↓

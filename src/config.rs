//! Typed configuration for each transformer.
//!
//! ## Float Normalization for Deterministic Hashing
//!
//! Floats are quantized to integers before hashing (multiply by 1e6 and round
//! to i64) so `params_hash` is stable across platforms and serde_json
//! versions.

use serde::{Deserialize, Serialize};
use std::collections::BTreeSet;

use crate::canonical::canonical_hash_hex;
use crate::types::Confidence;

/// Quantization factor for float normalization.
const FLOAT_QUANTIZATION_FACTOR: f64 = 1_000_000.0;

fn quantize_float(value: f64) -> i64 {
    (value * FLOAT_QUANTIZATION_FACTOR).round() as i64
}

/// Settings for the default offset generator.
#[derive(Debug, Clone, PartialEq, Serialize, Deserialize)]
#[serde(default)]
pub struct OffsetGeneratorConfig {
    /// Confidence assumed for anchors that carry none.
    pub default_anchor_confidence: Confidence,
    /// Anchors at or below this confidence are recomputed. `None` means only
    /// anchors without an offset are.
    pub offset_threshold: Option<Confidence>,
    /// Confidence given to computed offsets.
    pub generated_confidence: Confidence,
}

impl Default for OffsetGeneratorConfig {
    fn default() -> Self {
        Self {
            default_anchor_confidence: Confidence::MANUAL,
            offset_threshold: Some(Confidence::DEFAULT),
            generated_confidence: Confidence::DEFAULT,
        }
    }
}

impl OffsetGeneratorConfig {
    /// Builder: set the threshold.
    pub fn with_offset_threshold(mut self, threshold: Option<Confidence>) -> Self {
        self.offset_threshold = threshold;
        self
    }

    /// Builder: set the confidence of generated offsets.
    pub fn with_generated_confidence(mut self, confidence: Confidence) -> Self {
        self.generated_confidence = confidence;
        self
    }

    /// Builder: set the confidence assumed for unrated anchors.
    pub fn with_default_anchor_confidence(mut self, confidence: Confidence) -> Self {
        self.default_anchor_confidence = confidence;
        self
    }

    /// Hash of the parameters.
    pub fn params_hash(&self) -> String {
        canonical_hash_hex(self)
    }
}

/// Settings for the validator.
#[derive(Debug, Clone, PartialEq, Serialize, Deserialize)]
#[serde(default)]
pub struct ValidatorConfig {
    /// Confidence assumed for anchors and annotations that carry none.
    pub default_anchor_confidence: Confidence,
    /// Threshold handed to the offset generator; `None` skips generation.
    pub default_offset_threshold: Option<Confidence>,
    /// Confidence given to generated offsets.
    pub generated_confidence: Confidence,
    /// Validate every layer even if nothing on it changed.
    pub full_validation: bool,
    /// Labels longer than this many characters are truncated.
    pub max_label_length: Option<usize>,
}

impl Default for ValidatorConfig {
    fn default() -> Self {
        Self {
            default_anchor_confidence: Confidence::MANUAL,
            default_offset_threshold: Some(Confidence::DEFAULT),
            generated_confidence: Confidence::DEFAULT,
            full_validation: false,
            max_label_length: None,
        }
    }
}

impl ValidatorConfig {
    /// Builder: validate every layer.
    pub fn with_full_validation(mut self, full: bool) -> Self {
        self.full_validation = full;
        self
    }

    /// Builder: set the label length limit.
    pub fn with_max_label_length(mut self, max: Option<usize>) -> Self {
        self.max_label_length = max;
        self
    }

    /// Builder: set the offset generation threshold.
    pub fn with_default_offset_threshold(mut self, threshold: Option<Confidence>) -> Self {
        self.default_offset_threshold = threshold;
        self
    }

    /// Builder: set the confidence assumed for unrated entities.
    pub fn with_default_anchor_confidence(mut self, confidence: Confidence) -> Self {
        self.default_anchor_confidence = confidence;
        self
    }

    /// Offset generator settings derived from these.
    pub fn offset_generator(&self) -> OffsetGeneratorConfig {
        OffsetGeneratorConfig {
            default_anchor_confidence: self.default_anchor_confidence,
            offset_threshold: self.default_offset_threshold,
            generated_confidence: self.generated_confidence,
        }
    }

    /// Hash of the parameters.
    pub fn params_hash(&self) -> String {
        canonical_hash_hex(self)
    }
}

/// Settings for the merger.
#[derive(Debug, Clone, PartialEq, Serialize, Deserialize)]
#[serde(default)]
pub struct MergerConfig {
    /// Longest per-layer annotation list matched in one edit-path pass;
    /// longer lists are matched in overlapping windows.
    pub chunk_size_limit: usize,
    /// Offset nudge used to keep re-chained siblings in order.
    pub smidgin: f64,
    /// Adopt edited labels regardless of confidence.
    pub ignore_label_confidence: bool,
    /// Adopt edited offsets regardless of confidence.
    pub ignore_offset_confidence: bool,
    /// Layers whose annotations may be mapped but never changed.
    pub no_change_layers: BTreeSet<String>,
    /// Validator run at the end of the merge.
    pub validator: ValidatorConfig,
}

impl Default for MergerConfig {
    fn default() -> Self {
        Self {
            chunk_size_limit: 500,
            smidgin: 0.00001,
            ignore_label_confidence: false,
            ignore_offset_confidence: false,
            no_change_layers: BTreeSet::new(),
            validator: ValidatorConfig::default(),
        }
    }
}

impl MergerConfig {
    /// Builder: set the chunk size limit.
    pub fn with_chunk_size_limit(mut self, limit: usize) -> Self {
        self.chunk_size_limit = limit.max(2);
        self
    }

    /// Builder: ignore label confidence.
    pub fn with_ignore_label_confidence(mut self, ignore: bool) -> Self {
        self.ignore_label_confidence = ignore;
        self
    }

    /// Builder: ignore offset confidence.
    pub fn with_ignore_offset_confidence(mut self, ignore: bool) -> Self {
        self.ignore_offset_confidence = ignore;
        self
    }

    /// Builder: protect a layer from changes.
    pub fn with_no_change_layer(mut self, layer_id: impl Into<String>) -> Self {
        self.no_change_layers.insert(layer_id.into());
        self
    }

    /// Builder: set the validator settings.
    pub fn with_validator(mut self, validator: ValidatorConfig) -> Self {
        self.validator = validator;
        self
    }

    /// Hash of the parameters, with floats quantized.
    pub fn params_hash(&self) -> String {
        #[derive(Serialize)]
        struct Quantized<'a> {
            chunk_size_limit: usize,
            smidgin: i64,
            ignore_label_confidence: bool,
            ignore_offset_confidence: bool,
            no_change_layers: &'a BTreeSet<String>,
            validator: &'a ValidatorConfig,
        }
        canonical_hash_hex(&Quantized {
            chunk_size_limit: self.chunk_size_limit,
            smidgin: quantize_float(self.smidgin),
            ignore_label_confidence: self.ignore_label_confidence,
            ignore_offset_confidence: self.ignore_offset_confidence,
            no_change_layers: &self.no_change_layers,
            validator: &self.validator,
        })
    }
}

/// Settings for the coalescer.
#[derive(Debug, Clone, PartialEq, Serialize, Deserialize)]
#[serde(default)]
pub struct CoalescerConfig {
    /// Layer whose annotations are merged.
    pub layer_id: String,
    /// Gaps up to this long are bridged when nothing else on the layer falls
    /// inside them.
    pub minimum_pause_length: f64,
    /// Only merge neighbours with identical labels.
    pub match_labels: bool,
    /// Join merged labels with this separator; `None` keeps the first label.
    pub label_separator: Option<String>,
}

impl Default for CoalescerConfig {
    fn default() -> Self {
        Self {
            layer_id: "turn".to_string(),
            minimum_pause_length: 0.0,
            match_labels: false,
            label_separator: None,
        }
    }
}

impl CoalescerConfig {
    /// Configuration for a layer, otherwise default.
    pub fn for_layer(layer_id: impl Into<String>) -> Self {
        Self {
            layer_id: layer_id.into(),
            ..Self::default()
        }
    }

    /// Builder: set the minimum pause length.
    pub fn with_minimum_pause_length(mut self, seconds: f64) -> Self {
        self.minimum_pause_length = seconds.max(0.0);
        self
    }

    /// Builder: merge only identical labels.
    pub fn with_match_labels(mut self, match_labels: bool) -> Self {
        self.match_labels = match_labels;
        self
    }

    /// Builder: concatenate labels with a separator.
    pub fn with_label_separator(mut self, separator: impl Into<String>) -> Self {
        self.label_separator = Some(separator.into());
        self
    }

    /// Hash of the parameters, with floats quantized.
    pub fn params_hash(&self) -> String {
        canonical_hash_hex(&(
            &self.layer_id,
            quantize_float(self.minimum_pause_length),
            self.match_labels,
            &self.label_separator,
        ))
    }
}
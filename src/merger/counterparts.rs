//! Bidirectional mapping between original and edited annotations.

use std::collections::HashMap;

use crate::types::AnnotationId;

/// One-to-one pairing of original annotations with edited ones.
///
/// Linking either side again drops its previous partner, so the map stays
/// bijective.
#[derive(Debug, Clone, Default)]
pub struct Counterparts {
    to_edited: HashMap<AnnotationId, AnnotationId>,
    to_original: HashMap<AnnotationId, AnnotationId>,
}

impl Counterparts {
    /// Pair `original` with `edited`.
    pub fn link(&mut self, original: &AnnotationId, edited: &AnnotationId) {
        if let Some(old) = self.to_edited.remove(original) {
            self.to_original.remove(&old);
        }
        if let Some(old) = self.to_original.remove(edited) {
            self.to_edited.remove(&old);
        }
        self.to_edited.insert(original.clone(), edited.clone());
        self.to_original.insert(edited.clone(), original.clone());
    }

    /// Edited counterpart of an original annotation.
    pub fn edited_of(&self, original: &AnnotationId) -> Option<&AnnotationId> {
        self.to_edited.get(original)
    }

    /// Original counterpart of an edited annotation.
    pub fn original_of(&self, edited: &AnnotationId) -> Option<&AnnotationId> {
        self.to_original.get(edited)
    }

    /// Whether an original annotation has a counterpart.
    pub fn has_edited(&self, original: &AnnotationId) -> bool {
        self.to_edited.contains_key(original)
    }

    /// Whether an edited annotation has a counterpart.
    pub fn has_original(&self, edited: &AnnotationId) -> bool {
        self.to_original.contains_key(edited)
    }

    /// Number of pairs.
    pub fn len(&self) -> usize {
        self.to_edited.len()
    }

    /// Whether nothing is paired.
    pub fn is_empty(&self) -> bool {
        self.to_edited.is_empty()
    }

    /// Drop every pairing.
    pub fn clear(&mut self) {
        self.to_edited.clear();
        self.to_original.clear();
    }
}

#[cfg(test)]
mod tests {
    use super::*;

    #[test]
    fn test_relinking_drops_old_partners() {
        let mut map = Counterparts::default();
        map.link(&"o1".into(), &"e1".into());
        map.link(&"o2".into(), &"e1".into());
        assert_eq!(map.original_of(&"e1".into()), Some(&"o2".into()));
        assert!(!map.has_edited(&"o1".into()));
        assert_eq!(map.len(), 1);

        map.link(&"o2".into(), &"e2".into());
        assert!(!map.has_original(&"e1".into()));
        assert_eq!(map.edited_of(&"o2".into()), Some(&"e2".into()));
    }

    #[test]
    fn test_clear() {
        let mut map = Counterparts::default();
        map.link(&"o".into(), &"e".into());
        map.clear();
        assert!(map.is_empty());
        assert_eq!(map.original_of(&"e".into()), None);
    }
}
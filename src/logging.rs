//! Subscriber setup for programs embedding the kernel.
//!
//! The library itself only emits `tracing` events and spans; nothing is
//! printed unless a subscriber is installed. [`init_tracing`] installs one
//! configured from the environment:
//!
//! - `RUST_LOG`: filter directives (default: `ag_kernel=info`)
//! - `LOG_FORMAT`: "json" for structured logs, "pretty" for development
//!   (default: json)

use tracing_subscriber::{
    fmt::{self, format::FmtSpan},
    layer::SubscriberExt,
    util::SubscriberInitExt,
    EnvFilter,
};

/// Default filter when `RUST_LOG` is unset.
pub const DEFAULT_FILTER: &str = "ag_kernel=info";

/// Output format of [`init_tracing`].
#[derive(Debug, Clone, Copy, PartialEq, Eq, Default)]
pub enum LogFormat {
    /// One JSON object per event.
    #[default]
    Json,
    /// Human-readable, with span timings.
    Pretty,
}

impl LogFormat {
    /// Read `LOG_FORMAT`; anything but "pretty" means JSON.
    pub fn from_env() -> Self {
        match std::env::var("LOG_FORMAT").as_deref() {
            Ok("pretty") => Self::Pretty,
            _ => Self::Json,
        }
    }
}

/// Install a global subscriber using `RUST_LOG` and `LOG_FORMAT`.
///
/// Returns `false` if a global subscriber was already set.
pub fn init_tracing() -> bool {
    init_tracing_with(LogFormat::from_env())
}

/// Install a global subscriber in the given format, filtered by `RUST_LOG`.
pub fn init_tracing_with(format: LogFormat) -> bool {
    let filter = EnvFilter::try_from_default_env().unwrap_or_else(|_| DEFAULT_FILTER.into());
    let registry = tracing_subscriber::registry().with(filter);
    match format {
        LogFormat::Pretty => registry
            .with(fmt::layer().with_target(true).with_span_events(FmtSpan::CLOSE))
            .try_init()
            .is_ok(),
        LogFormat::Json => registry
            .with(
                fmt::layer()
                    .json()
                    .with_target(true)
                    .with_current_span(true)
                    .with_span_events(FmtSpan::CLOSE)
                    .flatten_event(true),
            )
            .try_init()
            .is_ok(),
    }
}
//! Vertical hierarchy validation.
//!
//! Layers are visited bottom-up (aligned layers before tags), and for every
//! parent the children on the layer are checked in ordinal order:
//!
//! - layers without peers keep only their first child
//! - ordinals follow anchor order
//! - siblings that mustn't overlap are pulled apart, by narrowing one or
//!   both of them or, when descendants are in the way, by teasing them
//!   apart around a fresh midpoint
//! - children of saturated layers share anchors end to start, and the first
//!   and last share the parent's bounds
//! - parents are widened to include their children, and tags share their
//!   parent's anchors
//! - annotations on instant layers have zero duration

use std::cmp::Ordering;
use std::collections::{BTreeSet, HashSet};

use super::Validator;
use crate::graph::Graph;
use crate::relink::{change_end_with_related, change_start_with_related};
use crate::types::{
    default_peer_order, Alignment, AnchorId, AnnotationId, Change, Confidence, Layer, LayerOrder, Schema,
};

/// Layers in the order hierarchy validation visits them: children before
/// parents, aligned layers before tags.
pub fn hierarchy_order(schema: &Schema) -> Vec<String> {
    let bottom_up = schema.traverse_by(LayerOrder::BottomUp, |s, a, b| default_peer_order(s, a, b).reverse());
    let (aligned, tags): (Vec<&Layer>, Vec<&Layer>) = bottom_up.into_iter().partition(|l| l.is_aligned());
    aligned
        .into_iter()
        .chain(tags)
        .filter(|l| !schema.is_top_level(&l.id))
        .map(|l| l.id.clone())
        .collect()
}

fn set_default_offset(graph: &mut Graph, anchor: &AnchorId, offset: f64) {
    graph.set_offset(anchor, Some(offset));
    graph.set_anchor_confidence(anchor, Some(Confidence::DEFAULT));
}

fn excluding(layers: &[&str]) -> BTreeSet<String> {
    layers.iter().map(|l| l.to_string()).collect()
}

↑

Try it: Copy the lines above exactly, from the very first through the one containing "impl Default for OffsetGeneratorConfig", and include no other line.

Task output:
filename src/config.rs
//! Typed configuration for each transformer.
//!
//! ## Float Normalization for Deterministic Hashing
//!
//! Floats are quantized to integers before hashing (multiply by 1e6 and round
//! to i64) so `params_hash` is stable across platforms and serde_json
//! versions.

use serde::{Deserialize, Serialize};
use std::collections::BTreeSet;

use crate::canonical::canonical_hash_hex;
use crate::types::Confidence;

/// Quantization factor for float normalization.
const FLOAT_QUANTIZATION_FACTOR: f64 = 1_000_000.0;

fn quantize_float(value: f64) -> i64 {
    (value * FLOAT_QUANTIZATION_FACTOR).round() as i64
}

/// Settings for the default offset generator.
#[derive(Debug, Clone, PartialEq, Serialize, Deserialize)]
#[serde(default)]
pub struct OffsetGeneratorConfig {
    /// Confidence assumed for anchors that carry none.
    pub default_anchor_confidence: Confidence,
    /// Anchors at or below this confidence are recomputed. `None` means only
    /// anchors without an offset are.
    pub offset_threshold: Option<Confidence>,
    /// Confidence given to computed offsets.
    pub generated_confidence: Confidence,
}

impl Default for OffsetGeneratorConfig {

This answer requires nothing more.